We were fed maltexo a thick gooey treat to me every night. I don't know what was in it?? 

Russ


----------



## JustJoel (Apr 23, 2019)

Anyone remember Ovaltine? That was a chocolate malt drink, right? Do they even still make Ovaltine?


----------



## Silversage (Apr 23, 2019)

Janet H said:


> I had some amazing pancakes at a friends house recently and she added some malt powder to the recipe.  Intriguing.
> 
> has anyone had any experience with malt powder?



I bake with it sometimes - and usually add it to pancakes or cookies.  Not so much in cakes.  Recipes with maltose in them brown better, so you get nice color without overcooking them.  

It also adds a depth to the flavor that leaves people with an "I don't know what that is, but I like it" taste.  

Stella Parks (Bravetart from Serious Eats) uses it a lot.


----------



## Addie (Apr 23, 2019)

JustJoel said:


> Anyone remember Ovaltine? That was a chocolate malt drink, right? Do they even still make Ovaltine?



My kids grew up on Ovaltine. My oldest daughter even liked it sprinkled over her cereal. I never had any problem getting them to drink their milk. I think Ovaltine was instrumental in all of them having healthy strong bones. 

One side benefit of Ovaltine was "Less expensive!" than Nestle's Quik and a lot healthier.


----------



## Janet H (Apr 23, 2019)

Silversage said:


> I bake with it sometimes - and usually add it to pancakes or cookies.  Not so much in cakes.  Recipes with maltose in them brown better, so you get nice color without overcooking them.
> 
> It also adds a depth to the flavor that leaves people with an "I don't know what that is, but I like it" taste.
> 
> Stella Parks (Bravetart from Serious Eats) uses it a lot.



Cookies?  What sort of cookies do you add it to and how much do you add?


----------



## Andy M. (Apr 23, 2019)

JustJoel said:


> Anyone remember Ovaltine? That was a chocolate malt drink, right? Do they even still make Ovaltine?
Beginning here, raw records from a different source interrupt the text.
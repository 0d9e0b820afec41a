//! Per-channel exponential smoothing.
//!
//! The recurrence blends the *previous* raw sample with the previous output:
//!
//! ```text
//! filtered_new  = c * prev_raw + (1 - c) * prev_filtered
//! prev_raw      = raw_incoming
//! prev_filtered = filtered_new
//! ```
//!
//! A sample therefore influences the output one update after it arrives.

#[derive(Debug, Clone, Copy, PartialEq)]
pub struct SmoothingFilter {
    coefficient: f64,
    prev_raw: f64,
    prev_filtered: f64,
}

impl SmoothingFilter {
    /// Coefficient is clamped into `(0, 1]`; history starts at zero.
    pub fn new(coefficient: f64) -> Self {
        let coefficient = if coefficient.is_finite() {
            coefficient.clamp(f64::MIN_POSITIVE, 1.0)
        } else {
            1.0
        };
        Self {
            coefficient,
            prev_raw: 0.0,
            prev_filtered: 0.0,
        }
    }

    /// Feed an already-clamped sample; returns the new filtered value.
    pub fn update(&mut self, raw: f64) -> f64 {
        let c = self.coefficient;
        let filtered = c * self.prev_raw + (1.0 - c) * self.prev_filtered;
        self.prev_raw = raw;
        self.prev_filtered = filtered;
        filtered
    }

    pub fn coefficient(&self) -> f64 {
        self.coefficient
    }

    pub fn prev_raw(&self) -> f64 {
        self.prev_raw
    }

    pub fn prev_filtered(&self) -> f64 {
        self.prev_filtered
    }
}
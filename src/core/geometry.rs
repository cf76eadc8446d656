use serde::{Deserialize, Serialize};

/// Cartesian offset (or absolute position once translated) in pixel space.
///
/// Screen space is y-down, so positive angles turn clockwise on screen.
#[derive(Debug, Clone, Copy, PartialEq, Default, Serialize, Deserialize)]
pub struct Point {
    pub x: f64,
    pub y: f64,
}

impl Point {
    #[must_use]
    pub const fn new(x: f64, y: f64) -> Self {
        Self { x, y }
    }

    #[must_use]
    pub fn offset_by(self, dx: f64, dy: f64) -> Self {
        Self::new(self.x + dx, self.y + dy)
    }

    #[must_use]
    pub fn is_finite(self) -> bool {
        self.x.is_finite() && self.y.is_finite()
    }
}

/// Offset from the gauge center of the point at `radius` along `angle_degrees`.
///
/// Angle 0 is the positive x axis. NaN or infinite inputs propagate.
#[must_use]
pub fn point_by_angle(radius: f64, angle_degrees: f64) -> Point {
    let radians = angle_degrees.to_radians();
    Point::new(radius * radians.cos(), radius * radians.sin())
}

/// Absolute position of the point at `radius`/`angle_degrees` around `(center_x, center_y)`.
#[must_use]
pub fn point_around(center_x: f64, center_y: f64, radius: f64, angle_degrees: f64) -> Point {
    point_by_angle(radius, angle_degrees).offset_by(center_x, center_y)
}
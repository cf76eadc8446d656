use serde::{Deserialize, Serialize};

use crate::error::{GaugeError, GaugeResult};
use crate::render::Color;

/// Color at a normalized position along a gradient.
#[derive(Debug, Clone, Copy, PartialEq, Serialize, Deserialize)]
pub struct ColorStop {
    pub position: f64,
    pub color: Color,
}

impl ColorStop {
    #[must_use]
    pub const fn new(position: f64, color: Color) -> Self {
        Self { position, color }
    }
}

/// Checks the ramp invariants: at least two stops, positions non-decreasing,
/// first at 0.0 and last at 1.0.
pub fn validate_color_stops(stops: &[ColorStop]) -> GaugeResult<()> {
    let (Some(first), Some(last)) = (stops.first(), stops.last()) else {
        return Err(GaugeError::InvalidData(
            "color ramp needs at least two stops".to_owned(),
        ));
    };
    if stops.len() < 2 {
        return Err(GaugeError::InvalidData(
            "color ramp needs at least two stops".to_owned(),
        ));
    }
    if first.position != 0.0 || last.position != 1.0 {
        return Err(GaugeError::InvalidData(
            "color ramp must start at 0.0 and end at 1.0".to_owned(),
        ));
    }
    for pair in stops.windows(2) {
        if !pair[1].position.is_finite() || pair[1].position < pair[0].position {
            return Err(GaugeError::InvalidData(
                "color stop positions must be non-decreasing".to_owned(),
            ));
        }
    }
    for stop in stops {
        stop.color.validate()?;
    }
    Ok(())
}

/// Angular gradient around a center covering the full circle.
///
/// Position 0 sits on the positive x axis and positions grow with the angle,
/// in the same direction `point_by_angle` turns, so an arc only shows the slice
/// of the ramp between its own start and end angles.
#[derive(Debug, Clone, PartialEq, Serialize, Deserialize)]
#[serde(try_from = "ConicGradientRepr")]
pub struct ConicGradient {
    pub center_x: f64,
    pub center_y: f64,
    stops: Vec<ColorStop>,
}

/// Unchecked wire form; deserialization goes through [`ConicGradient::new`].
#[derive(Deserialize)]
struct ConicGradientRepr {
    center_x: f64,
    center_y: f64,
    stops: Vec<ColorStop>,
}

impl TryFrom<ConicGradientRepr> for ConicGradient {
    type Error = GaugeError;

    fn try_from(repr: ConicGradientRepr) -> GaugeResult<Self> {
        Self::new(repr.center_x, repr.center_y, repr.stops)
    }
}

impl ConicGradient {
    pub fn new(center_x: f64, center_y: f64, stops: Vec<ColorStop>) -> GaugeResult<Self> {
        validate_color_stops(&stops)?;
        Ok(Self {
            center_x,
            center_y,
            stops,
        })
    }

    #[must_use]
    pub fn stops(&self) -> &[ColorStop] {
        &self.stops
    }

    pub fn validate(&self) -> GaugeResult<()> {
        if !self.center_x.is_finite() || !self.center_y.is_finite() {
            return Err(GaugeError::InvalidData(
                "gradient center must be finite".to_owned(),
            ));
        }
        validate_color_stops(&self.stops)
    }

    /// Ramp position of `angle_degrees`, wrapped into `[0, 1)`.
    #[must_use]
    pub fn position_at_angle(angle_degrees: f64) -> f64 {
        angle_degrees.rem_euclid(360.0) / 360.0
    }

    #[must_use]
    pub fn color_at_angle(&self, angle_degrees: f64) -> Color {
        self.color_at_position(Self::position_at_angle(angle_degrees))
    }

    /// Linearly interpolated color at `position`; positions outside `[0, 1]`
    /// take the nearest end color.
    #[must_use]
    pub fn color_at_position(&self, position: f64) -> Color {
        let (Some(first), Some(last)) = (self.stops.first(), self.stops.last()) else {
            return Color::TRANSPARENT;
        };
        if position <= first.position {
            return first.color;
        }

        for pair in self.stops.windows(2) {
            let (from, to) = (pair[0], pair[1]);
            if position <= to.position {
                let span = to.position - from.position;
                if span <= 0.0 {
                    return to.color;
                }
                return from.color.lerp(to.color, (position - from.position) / span);
            }
        }

        last.color
    }
}

#[cfg(test)]
mod tests {
    use approx::assert_relative_eq;

    use super::{ColorStop, ConicGradient, validate_color_stops};
    use crate::render::Color;

    fn ramp() -> Vec<ColorStop> {
        vec![
            ColorStop::new(0.0, Color::GREEN),
            ColorStop::new(0.5, Color::RED),
            ColorStop::new(1.0, Color::GREEN),
        ]
    }

    #[test]
    fn angle_positions_wrap_around_the_circle() {
        assert_relative_eq!(ConicGradient::position_at_angle(-90.0), 0.75);
        assert_relative_eq!(ConicGradient::position_at_angle(450.0), 0.25);
        assert_relative_eq!(ConicGradient::position_at_angle(0.0), 0.0);
    }

    #[test]
    fn colors_interpolate_between_neighbor_stops() {
        let gradient = ConicGradient::new(0.0, 0.0, ramp()).expect("gradient");
        let quarter = gradient.color_at_angle(90.0);
        assert_relative_eq!(quarter.red, 0.5);
        assert_relative_eq!(quarter.green, 0.5);
        assert_eq!(gradient.color_at_angle(180.0), Color::RED);
    }

    #[test]
    fn ramp_must_start_at_zero_and_end_at_one() {
        let stops = vec![
            ColorStop::new(0.1, Color::GREEN),
            ColorStop::new(1.0, Color::RED),
        ];
        assert!(validate_color_stops(&stops).is_err());
        assert!(validate_color_stops(&[ColorStop::new(0.0, Color::RED)]).is_err());
    }

    #[test]
    fn decreasing_positions_are_rejected() {
        let stops = vec![
            ColorStop::new(0.0, Color::GREEN),
            ColorStop::new(0.6, Color::RED),
            ColorStop::new(0.4, Color::RED),
            ColorStop::new(1.0, Color::GREEN),
        ];
        assert!(validate_color_stops(&stops).is_err());
    }

    #[test]
    fn deserialized_gradient_keeps_ramp_invariants() {
        let err = serde_json::from_str::<ConicGradient>(
            r#"{"center_x": 0.0, "center_y": 0.0, "stops": []}"#,
        )
        .expect_err("empty ramp must fail");
        assert!(err.to_string().contains("at least two stops"));

        let gradient = ConicGradient::new(4.0, 8.0, ramp()).expect("gradient");
        let json = serde_json::to_string(&gradient).expect("serialize");
        let restored: ConicGradient = serde_json::from_str(&json).expect("deserialize");
        assert_eq!(restored, gradient);
    }

    #[test]
    fn empty_ramp_samples_transparent() {
        let gradient = ConicGradient {
            center_x: 0.0,
            center_y: 0.0,
            stops: Vec::new(),
        };
        assert_eq!(gradient.color_at_angle(45.0), Color::TRANSPARENT);
    }
}
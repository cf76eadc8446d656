//! gauge-rs: arc gauge (speedometer) layout and rendering engine.
//!
//! The crate turns a value range into pixel geometry for a swept scale arc,
//! a needle and its labels, and hands the result to a pluggable renderer.
//! Layout adapts to any aspect ratio and padding of the host drawing area.

pub mod api;
pub mod core;
pub mod error;
pub mod render;
pub mod telemetry;

#[cfg(feature = "gtk4-adapter")]
pub mod platform_gtk;

pub use api::{GaugeConfig, GaugeEngine};
pub use error::{GaugeError, GaugeResult};
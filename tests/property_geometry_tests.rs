use std::f64::consts::TAU;

use gauge_rs::core::{
    LayoutMetrics, Rect, expected_height_from_width, expected_width_from_height, point_by_angle,
};
use proptest::prelude::*;

fn angular_distance(left: f64, right: f64) -> f64 {
    let diff = (left - right).rem_euclid(TAU);
    diff.min(TAU - diff)
}

proptest! {
    #[test]
    fn point_by_angle_preserves_radius_and_direction(
        radius in 0.01f64..10_000.0,
        angle in -720.0f64..720.0
    ) {
        let point = point_by_angle(radius, angle);

        prop_assert!((point.x.hypot(point.y) - radius).abs() <= radius * 1e-12);
        prop_assert!(angular_distance(point.y.atan2(point.x), angle.to_radians()) <= 1e-9);
    }

    #[test]
    fn layout_metrics_are_positive_and_centered_inside(
        x in -500.0f64..500.0,
        y in -500.0f64..500.0,
        width in 1.0f64..5_000.0,
        height in 1.0f64..5_000.0
    ) {
        let content = Rect::new(x, y, width, height);
        let metrics = LayoutMetrics::compute(content).expect("layout");

        prop_assert!(metrics.scale_radius > 0.0);
        prop_assert!(metrics.stroke_width > 0.0);
        prop_assert!(metrics.needle_radius > 0.0);
        prop_assert!(content.contains(metrics.center_x, metrics.center_y));
        prop_assert_eq!(metrics, LayoutMetrics::compute(content).expect("layout again"));
    }

    #[test]
    fn rendered_height_never_exceeds_height_bound_area(
        width in 1.0f64..5_000.0,
        height_factor in 0.01f64..0.999
    ) {
        let height = width * height_factor;
        let metrics = LayoutMetrics::compute(Rect::new(0.0, 0.0, width, height)).expect("layout");

        prop_assert!(expected_height_from_width(metrics.size) <= height * (1.0 + 1e-12));
    }

    #[test]
    fn width_height_inverse_round_trip(width in 1.0f64..100_000.0) {
        let recovered = expected_width_from_height(expected_height_from_width(width));
        prop_assert!((recovered - width).abs() <= width * 1e-12);
    }
}
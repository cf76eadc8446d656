use serde::{Deserialize, Serialize};

use crate::error::{GaugeError, GaugeResult};

pub const GAUGE_STATE_JSON_SCHEMA_V1: u32 = 1;

/// The only gauge state that survives a host teardown/recreation cycle.
///
/// Everything else is configuration and is supplied again by the host.
#[derive(Debug, Clone, Copy, PartialEq, Eq, Serialize, Deserialize, Default)]
pub struct GaugeStateSnapshot {
    pub current_value: i64,
}

#[derive(Debug, Clone, Copy, PartialEq, Eq, Serialize, Deserialize)]
pub struct GaugeStateJsonContractV1 {
    pub schema_version: u32,
    pub snapshot: GaugeStateSnapshot,
}

impl GaugeStateSnapshot {
    #[must_use]
    pub const fn new(current_value: i64) -> Self {
        Self { current_value }
    }

    pub fn to_json_contract_v1_pretty(self) -> GaugeResult<String> {
        let payload = GaugeStateJsonContractV1 {
            schema_version: GAUGE_STATE_JSON_SCHEMA_V1,
            snapshot: self,
        };
        serde_json::to_string_pretty(&payload).map_err(|e| {
            GaugeError::InvalidData(format!("failed to serialize gauge state contract v1: {e}"))
        })
    }

    /// Accepts either a bare snapshot or a versioned contract envelope.
    pub fn from_json_compat_str(input: &str) -> GaugeResult<Self> {
        if let Ok(snapshot) = serde_json::from_str::<GaugeStateSnapshot>(input) {
            return Ok(snapshot);
        }
        let payload: GaugeStateJsonContractV1 = serde_json::from_str(input).map_err(|e| {
            GaugeError::InvalidData(format!("failed to parse gauge state json payload: {e}"))
        })?;
        if payload.schema_version != GAUGE_STATE_JSON_SCHEMA_V1 {
            return Err(GaugeError::InvalidData(format!(
                "unsupported gauge state schema version: {}",
                payload.schema_version
            )));
        }
        Ok(payload.snapshot)
    }
}
use serde::{Deserialize, Serialize};
use smallvec::SmallVec;

use crate::core::Point;
use crate::error::{GaugeError, GaugeResult};
use crate::render::ConicGradient;

/// RGBA color in normalized 0..=1 channel values.
#[derive(Debug, Clone, Copy, PartialEq, Serialize, Deserialize)]
pub struct Color {
    pub red: f64,
    pub green: f64,
    pub blue: f64,
    #[serde(default = "opaque")]
    pub alpha: f64,
}

fn opaque() -> f64 {
    1.0
}

impl Color {
    pub const BLACK: Self = Self::rgb(0.0, 0.0, 0.0);
    pub const WHITE: Self = Self::rgb(1.0, 1.0, 1.0);
    pub const RED: Self = Self::rgb(1.0, 0.0, 0.0);
    pub const YELLOW: Self = Self::rgb(1.0, 1.0, 0.0);
    pub const GREEN: Self = Self::rgb(0.0, 1.0, 0.0);
    pub const TRANSPARENT: Self = Self::rgba(0.0, 0.0, 0.0, 0.0);

    #[must_use]
    pub const fn rgba(red: f64, green: f64, blue: f64, alpha: f64) -> Self {
        Self {
            red,
            green,
            blue,
            alpha,
        }
    }

    #[must_use]
    pub const fn rgb(red: f64, green: f64, blue: f64) -> Self {
        Self::rgba(red, green, blue, 1.0)
    }

    /// Parses `#rrggbb` or `#rrggbbaa`.
    pub fn from_hex(input: &str) -> GaugeResult<Self> {
        let digits = input.strip_prefix('#').unwrap_or(input);
        if !matches!(digits.len(), 6 | 8) || !digits.is_ascii() {
            return Err(GaugeError::InvalidData(format!(
                "color `{input}` must be #rrggbb or #rrggbbaa"
            )));
        }

        let channel = |index: usize| -> GaugeResult<f64> {
            u8::from_str_radix(&digits[index..index + 2], 16)
                .map(|value| f64::from(value) / 255.0)
                .map_err(|_| GaugeError::InvalidData(format!("color `{input}` is not hex")))
        };

        let alpha = if digits.len() == 8 { channel(6)? } else { 1.0 };
        Ok(Self::rgba(channel(0)?, channel(2)?, channel(4)?, alpha))
    }

    /// Linear interpolation between `self` (t = 0) and `other` (t = 1).
    #[must_use]
    pub fn lerp(self, other: Self, t: f64) -> Self {
        let mix = |from: f64, to: f64| from + (to - from) * t;
        Self::rgba(
            mix(self.red, other.red),
            mix(self.green, other.green),
            mix(self.blue, other.blue),
            mix(self.alpha, other.alpha),
        )
    }

    pub fn validate(self) -> GaugeResult<()> {
        for (channel, value) in [
            ("red", self.red),
            ("green", self.green),
            ("blue", self.blue),
            ("alpha", self.alpha),
        ] {
            if !value.is_finite() || !(0.0..=1.0).contains(&value) {
                return Err(GaugeError::InvalidData(format!(
                    "color channel `{channel}` must be finite and in [0, 1]"
                )));
            }
        }
        Ok(())
    }
}

/// Open arc stroked around a center, painted with a conic gradient.
#[derive(Debug, Clone, PartialEq)]
pub struct ArcPrimitive {
    pub center_x: f64,
    pub center_y: f64,
    pub radius: f64,
    pub start_angle: f64,
    pub sweep_angle: f64,
    pub stroke_width: f64,
    pub gradient: ConicGradient,
}

impl ArcPrimitive {
    pub fn validate(&self) -> GaugeResult<()> {
        if !self.center_x.is_finite()
            || !self.center_y.is_finite()
            || !self.start_angle.is_finite()
            || !self.sweep_angle.is_finite()
        {
            return Err(GaugeError::InvalidData(
                "arc center and angles must be finite".to_owned(),
            ));
        }
        if !self.radius.is_finite() || self.radius <= 0.0 {
            return Err(GaugeError::InvalidData(
                "arc radius must be finite and > 0".to_owned(),
            ));
        }
        if !self.stroke_width.is_finite() || self.stroke_width <= 0.0 {
            return Err(GaugeError::InvalidData(
                "arc stroke width must be finite and > 0".to_owned(),
            ));
        }
        self.gradient.validate()
    }
}

/// Filled circle.
#[derive(Debug, Clone, Copy, PartialEq)]
pub struct CirclePrimitive {
    pub center_x: f64,
    pub center_y: f64,
    pub radius: f64,
    pub color: Color,
}

impl CirclePrimitive {
    #[must_use]
    pub const fn new(center_x: f64, center_y: f64, radius: f64, color: Color) -> Self {
        Self {
            center_x,
            center_y,
            radius,
            color,
        }
    }

    pub fn validate(self) -> GaugeResult<()> {
        if !self.center_x.is_finite() || !self.center_y.is_finite() {
            return Err(GaugeError::InvalidData(
                "circle center must be finite".to_owned(),
            ));
        }
        if !self.radius.is_finite() || self.radius <= 0.0 {
            return Err(GaugeError::InvalidData(
                "circle radius must be finite and > 0".to_owned(),
            ));
        }
        self.color.validate()
    }
}

/// Filled closed polygon. The needle is a triangle, hence the inline capacity.
#[derive(Debug, Clone, PartialEq)]
pub struct PolygonPrimitive {
    pub points: SmallVec<[Point; 4]>,
    pub color: Color,
}

impl PolygonPrimitive {
    #[must_use]
    pub fn new(points: impl IntoIterator<Item = Point>, color: Color) -> Self {
        Self {
            points: points.into_iter().collect(),
            color,
        }
    }

    pub fn validate(&self) -> GaugeResult<()> {
        if self.points.len() < 3 {
            return Err(GaugeError::InvalidData(
                "polygon needs at least 3 vertices".to_owned(),
            ));
        }
        if self.points.iter().any(|point| !point.is_finite()) {
            return Err(GaugeError::InvalidData(
                "polygon vertices must be finite".to_owned(),
            ));
        }
        self.color.validate()
    }
}

/// Horizontal text alignment relative to `TextPrimitive::x`.
#[derive(Debug, Clone, Copy, PartialEq, Eq)]
pub enum TextHAlign {
    Left,
    Center,
    Right,
}

/// Draw command for one label; `y` is the text baseline.
#[derive(Debug, Clone, PartialEq)]
pub struct TextPrimitive {
    pub text: String,
    pub x: f64,
    pub y: f64,
    pub font_size_px: f64,
    pub color: Color,
    pub h_align: TextHAlign,
}

impl TextPrimitive {
    #[must_use]
    pub fn new(
        text: impl Into<String>,
        x: f64,
        y: f64,
        font_size_px: f64,
        color: Color,
        h_align: TextHAlign,
    ) -> Self {
        Self {
            text: text.into(),
            x,
            y,
            font_size_px,
            color,
            h_align,
        }
    }

    pub fn validate(&self) -> GaugeResult<()> {
        if self.text.is_empty() {
            return Err(GaugeError::InvalidData(
                "text primitive must not be empty".to_owned(),
            ));
        }
        if !self.x.is_finite() || !self.y.is_finite() {
            return Err(GaugeError::InvalidData(
                "text coordinates must be finite".to_owned(),
            ));
        }
        if !self.font_size_px.is_finite() || self.font_size_px <= 0.0 {
            return Err(GaugeError::InvalidData(
                "font size must be finite and > 0".to_owned(),
            ));
        }
        self.color.validate()
    }
}
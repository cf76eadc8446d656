use serde::{Deserialize, Serialize};

use crate::error::{GaugeError, GaugeResult};

/// Angle (degrees) where the scale arc starts; value 0 points here.
pub const SCALE_START_ANGLE: f64 = -210.0;
/// Angular extent (degrees) of the scale arc.
pub const SCALE_SWEEP_ANGLE: f64 = 240.0;

/// How values outside `[0, max_value]` move the needle.
#[derive(Debug, Clone, Copy, PartialEq, Eq, Default, Serialize, Deserialize)]
pub enum ValueOverflowPolicy {
    /// The needle keeps rotating past either end of the arc.
    #[default]
    PassThrough,
    /// The needle stops at the arc ends.
    Clamp,
}

/// Upper bound of the gauge scale, guaranteed to be > 0.
#[derive(Debug, Clone, Copy, PartialEq, Eq, PartialOrd, Ord, Hash, Serialize, Deserialize)]
#[serde(try_from = "i64", into = "i64")]
pub struct MaxValue(i64);

impl MaxValue {
    pub const DEFAULT: Self = Self(300);

    pub fn new(value: i64) -> GaugeResult<Self> {
        if value <= 0 {
            return Err(GaugeError::Configuration { max_value: value });
        }
        Ok(Self(value))
    }

    #[must_use]
    pub const fn get(self) -> i64 {
        self.0
    }
}

impl Default for MaxValue {
    fn default() -> Self {
        Self::DEFAULT
    }
}

impl TryFrom<i64> for MaxValue {
    type Error = GaugeError;

    fn try_from(value: i64) -> GaugeResult<Self> {
        Self::new(value)
    }
}

impl From<MaxValue> for i64 {
    fn from(value: MaxValue) -> Self {
        value.0
    }
}

/// Maps gauge values onto needle angles along the fixed scale arc.
#[derive(Debug, Clone, Copy, PartialEq)]
pub struct GaugeScale {
    start_angle: f64,
    sweep_angle: f64,
}

impl Default for GaugeScale {
    fn default() -> Self {
        Self {
            start_angle: SCALE_START_ANGLE,
            sweep_angle: SCALE_SWEEP_ANGLE,
        }
    }
}

impl GaugeScale {
    #[must_use]
    pub fn start_angle(self) -> f64 {
        self.start_angle
    }

    #[must_use]
    pub fn sweep_angle(self) -> f64 {
        self.sweep_angle
    }

    #[must_use]
    pub fn end_angle(self) -> f64 {
        self.start_angle + self.sweep_angle
    }

    /// Needle angle in degrees for `value` on a `0..=max_value` scale.
    #[must_use]
    pub fn needle_angle(
        self,
        value: i64,
        max_value: MaxValue,
        policy: ValueOverflowPolicy,
    ) -> f64 {
        let max_value = max_value.get();
        let value = match policy {
            ValueOverflowPolicy::PassThrough => value,
            ValueOverflowPolicy::Clamp => value.clamp(0, max_value),
        };
        let fraction = value as f64 / max_value as f64;
        self.start_angle + self.sweep_angle * fraction
    }
}
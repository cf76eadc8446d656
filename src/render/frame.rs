use crate::core::Viewport;
use crate::error::{GaugeError, GaugeResult};
use crate::render::{ArcPrimitive, CirclePrimitive, PolygonPrimitive, TextPrimitive};

/// Backend-agnostic scene for one gauge draw pass.
///
/// Backends paint arcs first, then labels, then circles and polygons, so the
/// needle always ends up on top of the scale.
#[derive(Debug, Clone, PartialEq)]
pub struct RenderFrame {
    pub viewport: Viewport,
    pub arcs: Vec<ArcPrimitive>,
    pub texts: Vec<TextPrimitive>,
    pub circles: Vec<CirclePrimitive>,
    pub polygons: Vec<PolygonPrimitive>,
}

impl RenderFrame {
    #[must_use]
    pub fn new(viewport: Viewport) -> Self {
        Self {
            viewport,
            arcs: Vec::new(),
            texts: Vec::new(),
            circles: Vec::new(),
            polygons: Vec::new(),
        }
    }

    #[must_use]
    pub fn with_arc(mut self, arc: ArcPrimitive) -> Self {
        self.arcs.push(arc);
        self
    }

    #[must_use]
    pub fn with_text(mut self, text: TextPrimitive) -> Self {
        self.texts.push(text);
        self
    }

    #[must_use]
    pub fn with_circle(mut self, circle: CirclePrimitive) -> Self {
        self.circles.push(circle);
        self
    }

    #[must_use]
    pub fn with_polygon(mut self, polygon: PolygonPrimitive) -> Self {
        self.polygons.push(polygon);
        self
    }

    pub fn validate(&self) -> GaugeResult<()> {
        if !self.viewport.is_valid() {
            return Err(GaugeError::DegenerateLayout {
                width: f64::from(self.viewport.width),
                height: f64::from(self.viewport.height),
            });
        }

        for arc in &self.arcs {
            arc.validate()?;
        }
        for text in &self.texts {
            text.validate()?;
        }
        for circle in &self.circles {
            circle.validate()?;
        }
        for polygon in &self.polygons {
            polygon.validate()?;
        }

        Ok(())
    }

    #[must_use]
    pub fn primitive_count(&self) -> usize {
        self.arcs.len() + self.texts.len() + self.circles.len() + self.polygons.len()
    }

    #[must_use]
    pub fn is_empty(&self) -> bool {
        self.primitive_count() == 0
    }
}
I used to drink Ovaltine regularly as a kid. Haven't seen it in decades.


----------



## tenspeed (Apr 27, 2019)

Ovaltine contains other ingredients besides malt.

  KA sells diastatic malt powder for bread, and bills it as an ingredient to promote a strong rise in bread, especially with whole wheat flour.

https://www.kingarthurflour.com/shop/items/diastatic-malt-powder-4-oz-jar

  I tried it with DO bread using KA bread flour.  I made two small loaves, side by side.  I couldn't tell any difference.  I might try the same with baguettes to see if there is any difference.


----------



## taxlady (Apr 27, 2019)

tenspeed said:


> Ovaltine contains other ingredients besides malt.
> 
> KA sells diastatic malt powder for bread, and bills it as an ingredient to promote a strong rise in bread, especially with whole wheat flour.
> 
> ...



Were you using whole wheat flour?


----------



## tenspeed (Apr 27, 2019)

taxlady said:


> Were you using whole wheat flour?


Nope, it was KA bread flour, as I mentioned.


----------



## taxlady (Apr 27, 2019)

tenspeed said:


> Nope, it was KA bread flour, as I mentioned.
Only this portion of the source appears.